Work to be completed —
Repeat exactly, please, the lines that begin at the start of the listing and end at the line holding "fn fmt(&self, f: &mut".

Top of Extracted records

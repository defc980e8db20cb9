//! A minimal Solana JSON-RPC client, and the response types the storefront reads.
//!
//! Transactions are fetched with `jsonParsed` encoding, so account keys arrive as base58 strings with their
//! signer/writable flags.
use std::sync::Arc;

use log::*;
use reqwest::Client;
use serde::{de::DeserializeOwned, Deserialize, Serialize};
use serde_json::{json, Value};

use crate::{Pubkey, SolanaError};

pub const DEFAULT_RPC_URL: &str = "https://api.mainnet-beta.solana.com";

#[derive(Clone)]
pub struct SolanaRpcClient {
    url: String,
    client: Arc<Client>,
}

impl std::fmt::Debug for SolanaRpcClient {
    fn fmt(&self, f: &mut std::fmt::Formatter<'_>) -> std::fmt::Result {
        write!(f, "SolanaRpcClient({})", self.url)
    }
}

#[derive(Debug, Deserialize)]
struct RpcResponse<T> {
    result: Option<T>,
    error: Option<RpcErrorObject>,
}

#[derive(Debug, Deserialize)]
struct RpcErrorObject {
    code: i64,
    message: String,
}

impl<T> RpcResponse<T> {
    fn into_result(self) -> Result<Option<T>, SolanaError> {
        match self.error {
            Some(e) => Err(SolanaError::Rpc { code: e.code, message: e.message }),
            None => Ok(self.result),
        }
    }
}

#[derive(Debug, Clone, PartialEq, Serialize, Deserialize)]
#[serde(rename_all = "camelCase")]
pub struct SignatureInfo {
    pub signature: String,
    pub slot: u64,
    #[serde(default)]
    pub err: Option<Value>,
    #[serde(default)]
    pub block_time: Option<i64>,
    #[serde(default)]
    pub confirmation_status: Option<String>,
}

#[derive(Debug, Clone, PartialEq, Serialize, Deserialize)]
#[serde(rename_all = "camelCase")]
pub struct ConfirmedTransaction {
    pub slot: u64,
    #[serde(default)]
    pub block_time: Option<i64>,
    pub meta: Option<TransactionMeta>,
    pub transaction: ParsedTransaction,
}

impl ConfirmedTransaction {
    pub fn signature(&self) -> Option<&str> {
        self.transaction.signatures.first().map(String::as_str)
    }

    pub fn account_index(&self, key: &Pubkey) -> Option<usize> {
        let key = key.to_string();
        self.transaction.message.account_keys.iter().position(|k| k.pubkey == key)
    }
}

#[derive(Debug, Clone, PartialEq, Serialize, Deserialize)]
#[serde(rename_all = "camelCase")]
pub struct ParsedTransaction {
    pub signatures: Vec<String>,
    pub message: ParsedMessage,
}

#[derive(Debug, Clone, PartialEq, Serialize, Deserialize)]
#[serde(rename_all = "camelCase")]
pub struct ParsedMessage {
    pub account_keys: Vec<AccountKey>,
}

#[derive(Debug, Clone, PartialEq, Serialize, Deserialize)]
pub struct AccountKey {
    pub pubkey: String,
    #[serde(default)]
    pub signer: bool,
    #[serde(default)]
    pub writable: bool,
}

#[derive(Debug, Clone, PartialEq, Serialize, Deserialize)]
#[serde(rename_all = "camelCase")]
pub struct TransactionMeta {
    #[serde(default)]
    pub err: Option<Value>,
    #[serde(default)]
    pub fee: u64,
    pub pre_balances: Vec<u64>,
    pub post_balances: Vec<u64>,
    #[serde(default)]
    pub pre_token_balances: Option<Vec<TokenBalance>>,
    #[serde(default)]
    pub post_token_balances: Option<Vec<TokenBalance>>,
}

#[derive(Debug, Clone, PartialEq, Serialize, Deserialize)]
#[serde(rename_all = "camelCase")]
pub struct TokenBalance {
    pub account_index: usize,
    pub mint: String,
    #[serde(default)]
    pub owner: Option<String>,
    pub ui_token_amount: UiTokenAmount,
}

#[derive(Debug, Clone, PartialEq, Serialize, Deserialize)]
pub struct UiTokenAmount {
    /// Raw base units, as a decimal string.
    pub amount: String,
    pub decimals: u8,
}

impl UiTokenAmount {
    pub fn base_units(&self) -> u64 {
        self.amount.parse().unwrap_or_default()
    }
}

impl SolanaRpcClient {
    pub fn new<S: Into<String>>(url: S) -> Result<Self, SolanaError> {
        let client = Client::builder().build().map_err(|e| SolanaError::Transport(e.to_string()))?;
        Ok(Self { url: url.into(), client: Arc::new(client) })
    }

    pub fn url(&self) -> &str {
        &self.url
    }

    pub async fn call<T: DeserializeOwned>(&self, method: &str, params: Value) -> Result<Option<T>, SolanaError> {
        let body = json!({ "jsonrpc": "2.0", "id": 1, "method": method, "params": params });
        trace!("◎ RPC {method} -> {}", self.url);
        let response = self
            .client
            .post(&self.url)
            .json(&body)
            .send()
            .await
            .map_err(|e| SolanaError::Transport(e.to_string()))?;
        let status = response.status();
        if !status.is_success() {
            let message = response.text().await.unwrap_or_default();
            return Err(SolanaError::Rpc { code: i64::from(status.as_u16()), message });
        }
        let result =
            response.json::<RpcResponse<T>>().await.map_err(|e| SolanaError::Json(e.to_string()))?.into_result();
        if let Err(e) = &result {
            warn!("◎ RPC {method} failed. {e}");
        }
        result
    }

    /// Signatures that touched `address`, newest first.
    pub async fn get_signatures_for_address(
        &self,
        address: &Pubkey,
        limit: usize,
    ) -> Result<Vec<SignatureInfo>, SolanaError> {
        let params = json!([address.to_string(), { "limit": limit, "commitment": "confirmed" }]);
        let result = self.call::<Vec<SignatureInfo>>("getSignaturesForAddress", params).await?;
        Ok(result.unwrap_or_default())
    }

    /// Fetches a transaction. `None` means the node does not (yet) know it.
    pub async fn get_transaction(&self, signature: &str) -> Result<Option<ConfirmedTransaction>, SolanaError> {
        let params = json!([
            signature,
            { "encoding": "jsonParsed", "maxSupportedTransactionVersion": 0, "commitment": "confirmed" }
        ]);
        self.call::<ConfirmedTransaction>("getTransaction", params).await
    }
}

Bottom of Extracted records

The answer —
repository defc980e8db20cb9
//! A minimal Solana JSON-RPC client, and the response types the storefront reads.
//!
//! Transactions are fetched with `jsonParsed` encoding, so account keys arrive as base58 strings with their
//! signer/writable flags.
use std::sync::Arc;

use log::*;
use reqwest::Client;
use serde::{de::DeserializeOwned, Deserialize, Serialize};
use serde_json::{json, Value};

use crate::{Pubkey, SolanaError};

pub const DEFAULT_RPC_URL: &str = "https://api.mainnet-beta.solana.com";

#[derive(Clone)]
pub struct SolanaRpcClient {
    url: String,
    client: Arc<Client>,
}

impl std::fmt::Debug for SolanaRpcClient {
    fn fmt(&self, f: &mut std::fmt::Formatter<'_>) -> std::fmt::Result {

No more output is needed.